Nothing but the lines from the start of the records below through the line that has "calls: callers pass" should appear, each exactly as given.

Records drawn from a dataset
- - - - -

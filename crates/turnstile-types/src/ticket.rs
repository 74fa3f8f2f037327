//! # Ticket data model
//!
//! Local, caller-held views of the on-ledger objects that make up a ticketed
//! event. Turnstile keeps no state of its own between calls: callers pass
//! these records in and receive updated copies only after the ledger reports
//! success.
//!
//! ## Ticket state machine
//!
//! ```text
//!   ┌────────┐  list   ┌────────┐  buyAndApprove  ┌───────┐  checkIn  ┌───────────┐
//!   │ MINTED ├────────▶│ LISTED ├────────────────▶│ OWNED ├──────────▶│ CHECKED_IN│
//!   └────────┘         └────────┘                 └───────┘           └───────────┘
//! ```
//!
//! `CheckedIn` is terminal. `Owned` may be the last state a ticket ever
//! reaches.

use std::fmt;

use chrono::{DateTime, Utc};
use serde::{Deserialize, Serialize};

use crate::{Address, ObjectId, Result, TurnstileError};

// ---------------------------------------------------------------------------
// Event
// ---------------------------------------------------------------------------

/// A real-world occurrence. Created once by its organizer; immutable.
#[derive(Debug, Clone, PartialEq, Eq, Serialize, Deserialize)]
pub struct Event {
    pub id: ObjectId,
    pub name: String,
    pub starts_at: DateTime<Utc>,
    pub ends_at: DateTime<Utc>,
    /// Off-chain poster reference (URL or content hash). Opaque to the core.
    pub poster_ref: String,
    pub organizer: Address,
}

// ---------------------------------------------------------------------------
// TicketClass
// ---------------------------------------------------------------------------

/// Template for the tickets of one event.
#[derive(Debug, Clone, PartialEq, Eq, Serialize, Deserialize)]
pub struct TicketClass {
    pub id: ObjectId,
    pub event_id: ObjectId,
    /// Face price in the ledger's minor unit.
    pub face_price: u64,
    pub supply: u64,
    /// Monotonic; incremented by each successful mint.
    pub issued: u64,
}

impl TicketClass {
    /// Tickets that can still be minted.
    #[must_use]
    pub fn remaining(&self) -> u64 {
        self.supply.saturating_sub(self.issued)
    }

    #[must_use]
    pub fn has_capacity(&self) -> bool {
        self.issued < self.supply
    }

    /// Record one successful mint.
    ///
    /// # Errors
    /// Returns [`TurnstileError::SupplyExhausted`] if the class is already full.
    pub fn record_issue(&mut self) -> Result<()> {
        if !self.has_capacity() {
            return Err(TurnstileError::SupplyExhausted {
                class: self.id.clone(),
                supply: self.supply,
            });
        }
        self.issued += 1;
        Ok(())
    }
}

// ---------------------------------------------------------------------------
// TicketState
// ---------------------------------------------------------------------------

/// Lifecycle state of a single ticket.
///
/// Transitions are **monotonic**: a ticket never moves backwards.
#[derive(Debug, Clone, Copy, PartialEq, Eq, Hash, Serialize, Deserialize)]
pub enum TicketState {
    /// Held by the issuer.
    Minted,
    /// Held in escrow; not independently transferable.
    Listed,
    /// Held by a purchaser; escrow released.
    Owned,
    /// `used = true`. Terminal.
    CheckedIn,
}

impl TicketState {
    #[must_use]
    pub fn can_transition_to(&self, target: Self) -> bool {
        matches!(
            (self, target),
            (Self::Minted, Self::Listed)
                | (Self::Listed, Self::Owned)
                | (Self::Owned, Self::CheckedIn)
        )
    }

    #[must_use]
    pub fn is_terminal(&self) -> bool {
        matches!(self, Self::CheckedIn)
    }
}

impl fmt::Display for TicketState {
    fn fmt(&self, f: &mut fmt::Formatter<'_>) -> fmt::Result {
        match self {
            Self::Minted => write!(f, "MINTED"),
            Self::Listed => write!(f, "LISTED"),
            Self::Owned => write!(f, "OWNED"),
            Self::CheckedIn => write!(f, "CHECKED_IN"),
        }
    }
}

// ---------------------------------------------------------------------------
// Ticket
// ---------------------------------------------------------------------------

/// The tradeable asset.
#[derive(Debug, Clone, PartialEq, Eq, Serialize, Deserialize)]
pub struct Ticket {
    pub id: ObjectId,
    pub class_id: ObjectId,
    /// Write-once `false → true`.
    pub used: bool,
    /// Current holder. While listed this is the seller who placed it in escrow.
    pub holder: Address,
    pub state: TicketState,
    /// Escrow currently holding the ticket, set only while `Listed`.
    pub escrow: Option<ObjectId>,
}

impl Ticket {
    /// A freshly minted ticket held by `issuer`.
    #[must_use]
    pub fn minted(id: ObjectId, class_id: ObjectId, issuer: Address) -> Self {
        Self {
            id,
            class_id,
            used: false,
            holder: issuer,
            state: TicketState::Minted,
            escrow: None,
        }
    }

    fn advance(&mut self, target: TicketState) -> Result<()> {
        if !self.state.can_transition_to(target) {
            return Err(TurnstileError::InvalidTicketState {
                ticket: self.id.clone(),
                from: self.state,
                to: target,
            });
        }
        self.state = target;
        Ok(())
    }

    /// Record that the ticket was placed into `escrow`.
    ///
    /// # Errors
    /// Returns [`TurnstileError::InvalidTicketState`] unless the ticket is `Minted`.
    pub fn mark_listed(&mut self, escrow: ObjectId) -> Result<()> {
        self.advance(TicketState::Listed)?;
        self.escrow = Some(escrow);
        Ok(())
    }

    /// Record a completed purchase by `buyer`.
    ///
    /// # Errors
    /// Returns [`TurnstileError::InvalidTicketState`] unless the ticket is `Listed`.
    pub fn mark_sold(&mut self, buyer: Address) -> Result<()> {
        self.advance(TicketState::Owned)?;
        self.holder = buyer;
        self.escrow = None;
        Ok(())
    }

    /// Record a check-in. `used` flips exactly once.
    ///
    /// # Errors
    /// - [`TurnstileError::AlreadyCheckedIn`] if `used` is already set
    /// - [`TurnstileError::InvalidTicketState`] unless the ticket is `Owned`
    pub fn mark_used(&mut self) -> Result<()> {
        if self.used {
            return Err(TurnstileError::AlreadyCheckedIn(self.id.clone()));
        }
        self.advance(TicketState::CheckedIn)?;
        self.used = true;
        Ok(())
    }
}

// ---------------------------------------------------------------------------
// Transition
// ---------------------------------------------------------------------------

/// A state-machine-governed change, or an organizer setup operation.
///
/// Each variant is implemented by exactly one batch shape.
#[derive(Debug, Clone, Copy, PartialEq, Eq, Hash, Serialize, Deserialize)]
pub enum Transition {
    CreateEvent,
    CreateClass,
    CreateEscrow,
    Mint,
    List,
    BuyAndApprove,
    CheckIn,
}

impl Transition {
    /// The ticket state this transition requires, if it acts on a ticket.
    #[must_use]
    pub fn required_state(&self) -> Option<TicketState> {
        match self {
            Self::List => Some(TicketState::Minted),
            Self::BuyAndApprove => Some(TicketState::Listed),
            Self::CheckIn => Some(TicketState::Owned),
            Self::CreateEvent | Self::CreateClass | Self::CreateEscrow | Self::Mint => None,
        }
    }
}

impl fmt::Display for Transition {
    fn fmt(&self, f: &mut fmt::Formatter<'_>) -> fmt::Result {
        match self {
            Self::CreateEvent => write!(f, "createEvent"),
            Self::CreateClass => write!(f, "createClass"),
            Self::CreateEscrow => write!(f, "createEscrow"),
            Self::Mint => write!(f, "mint"),
            Self::List => write!(f, "list"),
            Self::BuyAndApprove => write!(f, "buyAndApprove"),
            Self::CheckIn => write!(f, "checkIn"),
        }
    }
}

- - - - -

■ The completed task ■
filename crates/turnstile-types/src/ticket.rs
repository 74fa3f8f2f037327
//! # Ticket data model
//!
//! Local, caller-held views of the on-ledger objects that make up a ticketed
//! event. Turnstile keeps no state of its own between calls: callers pass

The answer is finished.